(Saved data entries)
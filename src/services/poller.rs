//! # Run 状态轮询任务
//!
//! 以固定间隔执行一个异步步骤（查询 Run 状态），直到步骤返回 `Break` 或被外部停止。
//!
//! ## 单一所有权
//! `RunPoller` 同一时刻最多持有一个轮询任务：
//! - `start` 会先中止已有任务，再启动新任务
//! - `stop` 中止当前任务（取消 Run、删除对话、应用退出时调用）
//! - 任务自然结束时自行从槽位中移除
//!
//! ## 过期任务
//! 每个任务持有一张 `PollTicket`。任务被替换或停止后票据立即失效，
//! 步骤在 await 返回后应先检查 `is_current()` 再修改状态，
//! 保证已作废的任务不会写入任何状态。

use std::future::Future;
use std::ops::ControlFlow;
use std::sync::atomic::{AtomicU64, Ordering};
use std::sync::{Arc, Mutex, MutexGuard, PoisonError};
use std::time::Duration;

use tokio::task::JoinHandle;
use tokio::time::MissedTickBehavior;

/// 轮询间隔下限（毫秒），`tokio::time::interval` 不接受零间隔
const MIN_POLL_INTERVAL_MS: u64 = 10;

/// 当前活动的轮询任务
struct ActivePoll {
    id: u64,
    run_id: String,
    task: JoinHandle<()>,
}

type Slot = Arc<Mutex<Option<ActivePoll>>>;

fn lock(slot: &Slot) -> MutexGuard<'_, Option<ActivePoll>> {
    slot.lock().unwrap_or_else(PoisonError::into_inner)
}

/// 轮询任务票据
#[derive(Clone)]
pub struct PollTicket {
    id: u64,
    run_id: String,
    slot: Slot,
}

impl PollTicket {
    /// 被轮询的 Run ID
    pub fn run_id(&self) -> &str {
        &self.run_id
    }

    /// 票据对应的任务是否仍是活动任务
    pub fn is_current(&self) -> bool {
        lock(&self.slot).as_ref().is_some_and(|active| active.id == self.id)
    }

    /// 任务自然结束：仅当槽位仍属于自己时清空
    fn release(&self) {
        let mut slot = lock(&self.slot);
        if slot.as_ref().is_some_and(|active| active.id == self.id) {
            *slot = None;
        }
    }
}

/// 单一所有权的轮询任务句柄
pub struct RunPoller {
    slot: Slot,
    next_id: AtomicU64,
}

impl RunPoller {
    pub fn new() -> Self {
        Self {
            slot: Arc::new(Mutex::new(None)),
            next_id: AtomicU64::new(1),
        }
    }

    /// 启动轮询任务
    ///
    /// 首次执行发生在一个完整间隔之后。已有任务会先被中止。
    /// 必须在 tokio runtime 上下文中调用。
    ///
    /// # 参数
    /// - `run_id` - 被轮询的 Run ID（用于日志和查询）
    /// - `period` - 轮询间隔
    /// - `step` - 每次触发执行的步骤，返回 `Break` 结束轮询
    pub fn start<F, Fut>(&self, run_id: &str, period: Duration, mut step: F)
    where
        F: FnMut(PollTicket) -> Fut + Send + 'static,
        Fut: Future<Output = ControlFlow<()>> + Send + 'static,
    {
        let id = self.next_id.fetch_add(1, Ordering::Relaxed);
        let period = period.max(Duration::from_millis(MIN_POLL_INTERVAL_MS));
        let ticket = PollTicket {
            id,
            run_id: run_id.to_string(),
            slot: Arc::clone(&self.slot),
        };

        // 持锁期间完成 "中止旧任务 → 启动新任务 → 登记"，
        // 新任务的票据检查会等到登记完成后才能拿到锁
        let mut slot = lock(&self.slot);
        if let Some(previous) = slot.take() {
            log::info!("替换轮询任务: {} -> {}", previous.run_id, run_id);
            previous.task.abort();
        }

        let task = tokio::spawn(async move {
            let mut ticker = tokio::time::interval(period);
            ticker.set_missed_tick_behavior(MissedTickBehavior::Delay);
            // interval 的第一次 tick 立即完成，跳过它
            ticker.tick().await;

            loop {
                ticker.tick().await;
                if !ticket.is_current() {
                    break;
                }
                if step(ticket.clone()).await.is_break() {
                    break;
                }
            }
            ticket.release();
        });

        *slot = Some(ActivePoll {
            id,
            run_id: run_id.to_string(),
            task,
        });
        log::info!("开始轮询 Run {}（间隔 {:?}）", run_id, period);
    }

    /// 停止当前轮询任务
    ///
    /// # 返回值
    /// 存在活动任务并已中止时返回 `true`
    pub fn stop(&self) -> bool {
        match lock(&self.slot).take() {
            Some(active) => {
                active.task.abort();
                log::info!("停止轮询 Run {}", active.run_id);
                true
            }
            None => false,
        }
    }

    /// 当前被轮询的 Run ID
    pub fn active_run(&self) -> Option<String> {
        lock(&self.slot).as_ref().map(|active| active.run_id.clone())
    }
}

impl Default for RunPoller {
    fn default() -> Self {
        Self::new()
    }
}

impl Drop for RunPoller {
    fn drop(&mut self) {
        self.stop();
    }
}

---

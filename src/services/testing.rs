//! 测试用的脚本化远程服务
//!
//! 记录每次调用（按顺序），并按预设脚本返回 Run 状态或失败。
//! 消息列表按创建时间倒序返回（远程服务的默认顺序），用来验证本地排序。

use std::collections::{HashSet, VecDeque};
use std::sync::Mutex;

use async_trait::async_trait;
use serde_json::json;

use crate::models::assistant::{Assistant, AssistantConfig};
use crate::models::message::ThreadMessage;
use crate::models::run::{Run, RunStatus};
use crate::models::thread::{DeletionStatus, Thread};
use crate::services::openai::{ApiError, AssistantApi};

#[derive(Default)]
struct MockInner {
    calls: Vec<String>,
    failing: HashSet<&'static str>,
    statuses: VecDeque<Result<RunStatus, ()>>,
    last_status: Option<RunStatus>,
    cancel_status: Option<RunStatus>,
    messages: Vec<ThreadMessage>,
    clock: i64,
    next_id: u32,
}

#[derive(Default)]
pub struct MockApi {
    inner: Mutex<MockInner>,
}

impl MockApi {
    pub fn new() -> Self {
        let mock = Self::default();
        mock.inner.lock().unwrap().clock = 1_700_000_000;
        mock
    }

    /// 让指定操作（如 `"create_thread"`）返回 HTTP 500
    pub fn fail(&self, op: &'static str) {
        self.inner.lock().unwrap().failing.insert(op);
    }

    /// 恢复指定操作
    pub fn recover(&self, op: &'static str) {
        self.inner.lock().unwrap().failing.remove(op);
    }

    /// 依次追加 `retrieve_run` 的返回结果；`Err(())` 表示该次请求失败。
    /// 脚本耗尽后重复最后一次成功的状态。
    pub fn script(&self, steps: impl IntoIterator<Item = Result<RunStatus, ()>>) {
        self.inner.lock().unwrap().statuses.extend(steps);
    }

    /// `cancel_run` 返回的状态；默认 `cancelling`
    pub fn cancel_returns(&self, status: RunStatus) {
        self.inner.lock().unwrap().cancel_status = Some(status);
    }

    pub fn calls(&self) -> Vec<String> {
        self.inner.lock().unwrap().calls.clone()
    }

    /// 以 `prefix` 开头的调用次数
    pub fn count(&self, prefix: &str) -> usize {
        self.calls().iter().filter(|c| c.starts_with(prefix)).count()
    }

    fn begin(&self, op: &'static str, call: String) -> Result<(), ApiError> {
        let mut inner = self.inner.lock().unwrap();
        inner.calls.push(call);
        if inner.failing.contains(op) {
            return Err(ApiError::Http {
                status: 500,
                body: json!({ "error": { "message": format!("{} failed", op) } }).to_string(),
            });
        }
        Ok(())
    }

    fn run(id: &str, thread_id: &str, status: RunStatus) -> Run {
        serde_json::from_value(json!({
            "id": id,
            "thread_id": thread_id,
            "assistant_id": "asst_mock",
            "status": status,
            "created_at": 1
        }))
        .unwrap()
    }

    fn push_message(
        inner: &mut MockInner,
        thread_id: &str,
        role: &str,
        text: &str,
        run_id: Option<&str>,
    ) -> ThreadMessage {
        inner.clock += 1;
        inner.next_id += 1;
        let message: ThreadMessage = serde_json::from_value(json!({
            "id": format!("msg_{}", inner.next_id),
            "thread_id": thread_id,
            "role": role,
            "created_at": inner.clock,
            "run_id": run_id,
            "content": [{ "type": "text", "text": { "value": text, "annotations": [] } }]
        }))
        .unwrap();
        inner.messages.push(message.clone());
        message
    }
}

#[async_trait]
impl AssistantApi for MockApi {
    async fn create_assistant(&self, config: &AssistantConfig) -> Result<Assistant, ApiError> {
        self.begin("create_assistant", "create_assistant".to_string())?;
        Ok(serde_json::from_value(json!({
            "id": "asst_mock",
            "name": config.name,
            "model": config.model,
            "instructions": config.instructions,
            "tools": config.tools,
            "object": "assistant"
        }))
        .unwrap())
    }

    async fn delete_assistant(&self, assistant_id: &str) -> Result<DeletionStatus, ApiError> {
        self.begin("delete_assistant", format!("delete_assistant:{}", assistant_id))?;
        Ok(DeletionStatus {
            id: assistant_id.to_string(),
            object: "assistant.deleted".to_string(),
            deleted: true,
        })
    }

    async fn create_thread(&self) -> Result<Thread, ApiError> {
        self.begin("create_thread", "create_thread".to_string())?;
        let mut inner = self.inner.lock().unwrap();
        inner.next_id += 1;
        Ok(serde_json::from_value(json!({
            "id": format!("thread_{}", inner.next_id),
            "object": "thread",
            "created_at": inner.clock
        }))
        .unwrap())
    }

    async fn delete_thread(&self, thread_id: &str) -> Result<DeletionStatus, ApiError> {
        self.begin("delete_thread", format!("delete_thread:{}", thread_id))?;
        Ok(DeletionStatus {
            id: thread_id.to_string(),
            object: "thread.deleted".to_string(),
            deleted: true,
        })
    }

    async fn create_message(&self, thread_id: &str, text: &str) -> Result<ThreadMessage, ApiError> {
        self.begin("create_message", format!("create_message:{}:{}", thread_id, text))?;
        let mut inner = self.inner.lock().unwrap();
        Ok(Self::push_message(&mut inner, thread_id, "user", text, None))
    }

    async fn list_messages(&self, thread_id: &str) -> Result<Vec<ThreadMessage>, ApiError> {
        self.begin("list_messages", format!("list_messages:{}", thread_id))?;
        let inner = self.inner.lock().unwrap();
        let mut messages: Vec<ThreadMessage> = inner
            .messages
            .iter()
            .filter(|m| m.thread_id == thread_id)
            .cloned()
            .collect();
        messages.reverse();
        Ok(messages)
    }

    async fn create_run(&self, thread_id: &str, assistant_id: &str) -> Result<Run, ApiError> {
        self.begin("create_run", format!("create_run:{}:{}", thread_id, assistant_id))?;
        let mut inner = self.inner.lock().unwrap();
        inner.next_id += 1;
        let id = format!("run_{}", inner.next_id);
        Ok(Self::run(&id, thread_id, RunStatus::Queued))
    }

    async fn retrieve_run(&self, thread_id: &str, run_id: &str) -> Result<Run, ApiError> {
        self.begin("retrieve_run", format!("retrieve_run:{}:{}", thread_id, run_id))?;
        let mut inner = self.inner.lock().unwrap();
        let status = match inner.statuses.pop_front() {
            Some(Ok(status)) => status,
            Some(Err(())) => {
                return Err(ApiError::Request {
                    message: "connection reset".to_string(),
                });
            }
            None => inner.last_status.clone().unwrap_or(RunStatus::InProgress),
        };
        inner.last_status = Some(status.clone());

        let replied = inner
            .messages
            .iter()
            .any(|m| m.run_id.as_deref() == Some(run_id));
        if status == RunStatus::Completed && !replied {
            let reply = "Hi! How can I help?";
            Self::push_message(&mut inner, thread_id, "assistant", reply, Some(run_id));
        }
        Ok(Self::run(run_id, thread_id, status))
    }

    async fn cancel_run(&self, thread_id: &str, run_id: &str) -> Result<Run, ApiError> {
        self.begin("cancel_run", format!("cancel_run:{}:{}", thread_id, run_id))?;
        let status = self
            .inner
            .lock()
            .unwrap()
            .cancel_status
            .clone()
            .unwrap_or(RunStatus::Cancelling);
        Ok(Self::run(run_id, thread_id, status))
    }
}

PROBLEM STATEMENT:
If a line of the data contains the word "ThreadMessage", it should be counted; state the total and nothing more.

COMPLETED TASK:
7